▶ WHAT THIS TASK INVOLVES
Print the data that follows exactly as it stands, from its first line through the line containing "with a writer.", and stop there.

▶ SOURCE MATERIAL
━━━━━━━━━━
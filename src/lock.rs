//! Directory lock
//!
//! Advisory lock on a `LOCK` file inside the store directory, so only one
//! process writes a store at a time. Read-only opens take a shared lock and
//! can coexist with each other, but not with a writer.

use std::fs::{File, OpenOptions};
use std::io::ErrorKind;
use std::path::{Path, PathBuf};
use std::thread;
use std::time::{Duration, Instant};

use fs2::FileExt;

use crate::error::{CaskError, Result};

/// Name of the lock file within the store directory
pub const LOCK_FILE: &str = "LOCK";

/// Interval between attempts while waiting for the lock
const RETRY_INTERVAL: Duration = Duration::from_millis(10);

/// Lock flavour
#[derive(Debug, Clone, Copy, PartialEq, Eq)]
pub enum LockMode {
    /// Writers: excludes every other holder
    Exclusive,
    /// Read-only opens: excludes writers only
    Shared,
}

/// A held directory lock, released on drop
#[derive(Debug)]
pub struct DirLock {
    path: PathBuf,
    file: File,
    mode: LockMode,
}

impl DirLock {
    /// Take the lock or fail immediately with `LockUnavailable`
    pub fn try_acquire(dir: &Path, mode: LockMode) -> Result<Self> {
        let path = dir.join(LOCK_FILE);
        let file = open_lock_file(&path, mode)?;

        if !try_lock(&file, mode)? {
            return Err(CaskError::LockUnavailable);
        }

        Ok(Self { path, file, mode })
    }

    /// Keep retrying until `timeout` elapses, then fail with `LockTimeout`
    pub fn acquire_timeout(dir: &Path, mode: LockMode, timeout: Duration) -> Result<Self> {
        let path = dir.join(LOCK_FILE);
        let file = open_lock_file(&path, mode)?;
        let deadline = Instant::now() + timeout;

        loop {
            if try_lock(&file, mode)? {
                return Ok(Self { path, file, mode });
            }
            let now = Instant::now();
            if now >= deadline {
                return Err(CaskError::LockTimeout(timeout));
            }
            thread::sleep(RETRY_INTERVAL.min(deadline - now));
        }
    }

    /// Release explicitly, reporting unlock failures
    pub fn release(self) -> Result<()> {
        FileExt::unlock(&self.file)?;
        Ok(())
    }

    pub fn path(&self) -> &Path {
        &self.path
    }

    pub fn mode(&self) -> LockMode {
        self.mode
    }
}

fn open_lock_file(path: &Path, mode: LockMode) -> Result<File> {
    let file = match mode {
        LockMode::Exclusive => OpenOptions::new()
            .read(true)
            .write(true)
            .create(true)
            .truncate(false)
            .open(path)?,
        // A store copied without its lock file still opens read-only
        LockMode::Shared => match File::open(path) {
            Err(e) if e.kind() == ErrorKind::NotFound => File::create(path)?,
            other => other?,
        },
    };
    Ok(file)
}

/// One non-blocking attempt. `Ok(false)` means another holder has it.
///
/// Calls name `FileExt` so std's inherent `File` lock methods are not picked.
fn try_lock(file: &File, mode: LockMode) -> Result<bool> {
    let attempt = match mode {
        LockMode::Exclusive => FileExt::try_lock_exclusive(file),
        LockMode::Shared => FileExt::try_lock_shared(file),
    };

    match attempt {
        Ok(()) => Ok(true),
        Err(e) if is_contended(&e) => Ok(false),
        Err(e) => Err(e.into()),
    }
}

fn is_contended(err: &std::io::Error) -> bool {
    err.kind() == ErrorKind::WouldBlock
        || err.raw_os_error() == fs2::lock_contended_error().raw_os_error()
}
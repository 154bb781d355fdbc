//! Merge Module
//!
//! Compaction of sealed segments into fresh segments plus hint files.
//!
//! ## Protocol
//! 1. Snapshot the keydir and seal the active segment; every sealed segment
//!    becomes a source. Output ids are reserved between the sources and the
//!    new active segment, so recovery order stays sources → outputs → newer
//!    writes.
//! 2. Copy each snapshot entry's record into the current output segment and
//!    add a hint entry for it. Deleted keys are not in the snapshot, so
//!    tombstones and the values they shadow are dropped.
//! 3. Verify and fsync the outputs under temporary names, then rename them
//!    into place.
//! 4. Repoint keydir entries that did not change meanwhile and retire the
//!    sources. When a source record could not be copied, sources from that
//!    one on are kept, except earlier merge outputs nothing points into.
//!
//! Steps 1 and 4 run under the engine's write lock; step 2 and 3 do not, so
//! writes continue during the copy.

mod compactor;
pub mod hint;

pub use compactor::{CompactionOutput, Compactor, PublishedMerge, Relocation};
pub use hint::{read_hint, HintEntry, HintWriter, HINT_VERSION};

use crate::keydir::IndexEntry;

/// Summary of one merge run
#[derive(Debug, Clone, Default, PartialEq, Eq)]
pub struct MergeStats {
    /// Segments sealed and handed to the merge
    pub source_segments: usize,

    /// Compacted segments published
    pub output_segments: usize,

    /// Live records copied forward
    pub keys_copied: usize,

    /// Snapshot entries whose source record could not be read
    pub keys_skipped: usize,

    /// Source segments deleted
    pub segments_retired: usize,
}

/// Number of output segments the snapshot fills at `max_segment_size`.
///
/// Mirrors the rotation rule of the segment manager: a record starts a new
/// segment when it would overflow a non-empty one.
pub fn plan_output_count(snapshot: &[(Vec<u8>, IndexEntry)], max_segment_size: u64) -> u32 {
    let mut count = 0u32;
    let mut current = 0u64;

    for (key, entry) in snapshot {
        let len = entry.record_len(key.len()) as u64;
        if count == 0 || (current > 0 && current + len > max_segment_size) {
            count += 1;
            current = 0;
        }
        current += len;
    }

    count
}
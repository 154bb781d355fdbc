//! Error types for CaskKV
//!
//! Provides a unified error type for all operations.

use thiserror::Error;

/// Result type alias using CaskError
pub type Result<T> = std::result::Result<T, CaskError>;

/// Unified error type for CaskKV operations
#[derive(Debug, Error)]
pub enum CaskError {
    // -------------------------------------------------------------------------
    // I/O Errors
    // -------------------------------------------------------------------------
    #[error("IO error: {0}")]
    Io(#[from] std::io::Error),

    // -------------------------------------------------------------------------
    // Record Codec Errors
    // -------------------------------------------------------------------------
    #[error("Truncated record header: expected {expected} bytes, got {actual}")]
    TruncatedHeader { expected: usize, actual: usize },

    #[error("Truncated record body: expected {expected} bytes, got {actual}")]
    TruncatedBody { expected: usize, actual: usize },

    #[error("Checksum mismatch: stored {stored:#010x}, computed {computed:#010x}")]
    ChecksumMismatch { stored: u32, computed: u32 },

    #[error("Invalid record flag: 0x{0:02x}")]
    InvalidRecordFlag(u8),

    #[error("Key too large: {size} bytes (max {max})")]
    KeyTooLarge { size: usize, max: usize },

    #[error("Value too large: {size} bytes (max {max})")]
    ValueTooLarge { size: usize, max: usize },

    // -------------------------------------------------------------------------
    // Storage Errors
    // -------------------------------------------------------------------------
    #[error("Write rejected: store or segment is read-only")]
    ReadOnlyViolation,

    #[error("Segment {0} not found (index and segments out of sync)")]
    SegmentNotFound(u32),

    #[error("Invalid hint file: {0}")]
    InvalidHint(String),

    #[error("Storage error: {0}")]
    Storage(String),

    // -------------------------------------------------------------------------
    // Concurrency Errors
    // -------------------------------------------------------------------------
    #[error("Directory lock is held by another process")]
    LockUnavailable,

    #[error("Timed out waiting for directory lock after {0:?}")]
    LockTimeout(std::time::Duration),

    #[error("A merge is already in progress")]
    MergeInProgress,

    // -------------------------------------------------------------------------
    // Configuration Errors
    // -------------------------------------------------------------------------
    #[error("Configuration error: {0}")]
    Config(String),

    // -------------------------------------------------------------------------
    // Shutdown
    // -------------------------------------------------------------------------
    #[error("Close failed with {} error(s): {}", .0.len(), join_errors(.0))]
    Close(Vec<CaskError>),
}

impl CaskError {
    /// True for errors that mean a record's bytes cannot be trusted
    /// (torn write, bit rot, or a reader running past the end of a file).
    pub fn is_corruption(&self) -> bool {
        matches!(
            self,
            CaskError::TruncatedHeader { .. }
                | CaskError::TruncatedBody { .. }
                | CaskError::ChecksumMismatch { .. }
                | CaskError::InvalidRecordFlag(_)
        )
    }
}

fn join_errors(errors: &[CaskError]) -> String {
    errors
        .iter()
        .map(|e| e.to_string())
        .collect::<Vec<_>>()
        .join("; ")
}
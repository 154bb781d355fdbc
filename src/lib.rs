//! # CaskKV
//!
//! An embedded, log-structured key-value store in the Bitcask family:
//! - Append-only segment files with CRC-protected records
//! - In-memory keydir holding the location of every live value
//! - One disk seek per read
//! - Online merge that compacts sealed segments and writes hint files
//! - Crash recovery with torn-tail truncation
//!
//! ## Architecture Overview
//!
//! ```text
//! ┌─────────────────────────────────────────────────────────────┐
//! │                          Engine                             │
//! │        (Single Writer / Multi Reader, directory lock)       │
//! └───────┬─────────────────────┬─────────────────────┬─────────┘
//!         │                     │                     │
//!         ▼                     ▼                     ▼
//!  ┌─────────────┐       ┌─────────────┐       ┌─────────────┐
//!  │   KeyDir    │       │  Segments   │◄──────│    Merge    │
//!  │  (sharded)  │       │ (append/rd) │       │ (+ hints)   │
//!  └──────▲──────┘       └──────┬──────┘       └─────────────┘
//!         │                     │
//!         │              ┌──────▼──────┐
//!         └──────────────│  Recovery   │
//!                        │(hint / scan)│
//!                        └─────────────┘
//! ```
//!
//! ## Example
//!
//! ```no_run
//! use caskkv::{Config, Engine};
//!
//! let engine = Engine::open(Config::builder().data_dir("./data").build())?;
//! engine.put(b"user:1", b"alice")?;
//! assert_eq!(engine.get(b"user:1")?, Some(b"alice".to_vec()));
//! engine.close()?;
//! # Ok::<(), caskkv::CaskError>(())
//! ```

// =============================================================================
// Module Declarations
// =============================================================================

pub mod error;
pub mod config;

pub mod record;
pub mod segment;
pub mod keydir;
pub mod merge;
pub mod recovery;
pub mod lock;
pub mod engine;

// =============================================================================
// Public API Re-exports
// =============================================================================

pub use error::{CaskError, Result};
pub use config::{Config, IndexKind};
pub use engine::Engine;
pub use merge::MergeStats;
pub use recovery::RecoveryReport;

// =============================================================================
// Version Info
// =============================================================================

/// Current version of CaskKV
pub const VERSION: &str = env!("CARGO_PKG_VERSION");
//! HTTP 辅助工具：客户端 IP 解析、CORS 与安全头。

use axum::body::Body as AxumBody;
use axum::http::{HeaderMap, HeaderValue, Request, StatusCode};
use axum::{middleware, response::Response};
use std::net::IpAddr;
use tower_http::cors::{AllowOrigin, Any, CorsLayer};
use tracing::warn;

/// 构建 CORS Layer（支持逗号分隔的来源列表，`*` 表示任意来源）。
pub fn build_cors_layer(cors_origins: Option<&str>) -> Option<CorsLayer> {
    let cors_origins = cors_origins?;
    if cors_origins.split(',').any(|origin| origin.trim() == "*") {
        return Some(
            CorsLayer::new()
                .allow_origin(Any)
                .allow_methods(Any)
                .allow_headers(Any),
        );
    }

    let origins = cors_origins
        .split(',')
        .map(|origin| origin.trim())
        .filter(|origin| !origin.is_empty())
        .filter_map(|origin| match HeaderValue::from_str(origin) {
            Ok(value) => Some(value),
            Err(_) => {
                warn!(origin, "invalid cors origin");
                None
            }
        })
        .collect::<Vec<_>>();

    if origins.is_empty() {
        return None;
    }

    Some(
        CorsLayer::new()
            .allow_origin(AllowOrigin::list(origins))
            .allow_methods(Any)
            .allow_headers(Any),
    )
}

/// 从 `x-forwarded-for` 解析客户端 IP。
pub fn extract_forwarded_ip(headers: &HeaderMap) -> Option<IpAddr> {
    headers
        .get("x-forwarded-for")
        .and_then(|value| value.to_str().ok())
        .and_then(|value| value.split(',').next())
        .map(str::trim)
        .filter(|value| !value.is_empty())
        .and_then(|value| value.parse::<IpAddr>().ok())
}

/// 综合转发头与连接信息计算客户端 IP。
pub fn resolve_client_ip(headers: &HeaderMap, connect_ip: Option<IpAddr>) -> Option<IpAddr> {
    extract_forwarded_ip(headers).or(connect_ip)
}

/// 添加基础安全响应头。
pub async fn add_security_headers(
    request: Request<AxumBody>,
    next: middleware::Next,
) -> Result<Response, StatusCode> {
    let mut response = next.run(request).await;
    let headers = response.headers_mut();
    headers.insert(
        axum::http::header::X_FRAME_OPTIONS,
        HeaderValue::from_static("DENY"),
    );
    headers.insert(
        axum::http::header::X_CONTENT_TYPE_OPTIONS,
        HeaderValue::from_static("nosniff"),
    );
    Ok(response)
}
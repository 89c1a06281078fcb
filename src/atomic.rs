//! 临时写入与原子替换的辅助方法。

use std::io;
use std::path::{Path, PathBuf};
use tokio::fs::{self, File};
use tokio::io::AsyncWriteExt;
use uuid::Uuid;

/// 临时文件名中的标记，后台清理任务据此识别残留文件。
pub const TEMP_MARKER: &str = ".tmp.";

/// 可用于原子替换的临时文件封装。
pub struct AtomicFile {
    target: PathBuf,
    temp_path: PathBuf,
    file: File,
}

impl AtomicFile {
    /// 在目标路径同目录创建临时文件。
    pub async fn new(target: &Path) -> io::Result<Self> {
        let parent = target
            .parent()
            .ok_or_else(|| io::Error::new(io::ErrorKind::InvalidInput, "invalid target path"))?;
        let base = target
            .file_name()
            .map(|name| name.to_string_lossy())
            .unwrap_or_else(|| "file".into());
        let temp_name = format!(".{base}{TEMP_MARKER}{}", Uuid::new_v4());
        let temp_path = parent.join(temp_name);
        let file = File::create(&temp_path).await?;
        Ok(Self {
            target: target.to_path_buf(),
            temp_path,
            file,
        })
    }

    /// 写入一段数据。
    pub async fn write_all(&mut self, data: &[u8]) -> io::Result<()> {
        self.file.write_all(data).await
    }

    /// 放弃并清理临时文件。
    pub async fn cleanup(self) {
        drop(self.file);
        let _ = fs::remove_file(&self.temp_path).await;
    }

    /// 同步并原子替换目标文件。
    pub async fn finalize(self) -> io::Result<()> {
        self.file.sync_all().await?;
        drop(self.file);

        if let Err(err) = fs::rename(&self.temp_path, &self.target).await {
            #[cfg(windows)]
            {
                if fs::remove_file(&self.target).await.is_ok() {
                    return fs::rename(&self.temp_path, &self.target).await;
                }
            }
            let _ = fs::remove_file(&self.temp_path).await;
            return Err(err);
        }

        if let Some(parent) = self.target.parent() {
            let _ = sync_dir(parent).await;
        }

        Ok(())
    }
}

/// 以原子替换的方式整体写入文件。
pub async fn write_atomic(target: &Path, contents: &[u8]) -> io::Result<()> {
    let mut atomic = AtomicFile::new(target).await?;
    if let Err(err) = atomic.write_all(contents).await {
        atomic.cleanup().await;
        return Err(err);
    }
    atomic.finalize().await
}

async fn sync_dir(path: &Path) -> io::Result<()> {
    #[cfg(unix)]
    {
        let path = path.to_path_buf();
        tokio::task::spawn_blocking(move || {
            let dir = std::fs::File::open(path)?;
            dir.sync_all()
        })
        .await
        .map_err(|err| io::Error::other(err.to_string()))?
    }
    #[cfg(not(unix))]
    {
        let _ = path;
        Ok(())
    }
}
━━━━━━━━━━
▶ TASK ANSWER
filename src/lock.rs
//! Directory lock
//!
//! Advisory lock on a `LOCK` file inside the store directory, so only one
//! process writes a store at a time. Read-only opens take a shared lock and
//! can coexist with each other, but not with a writer.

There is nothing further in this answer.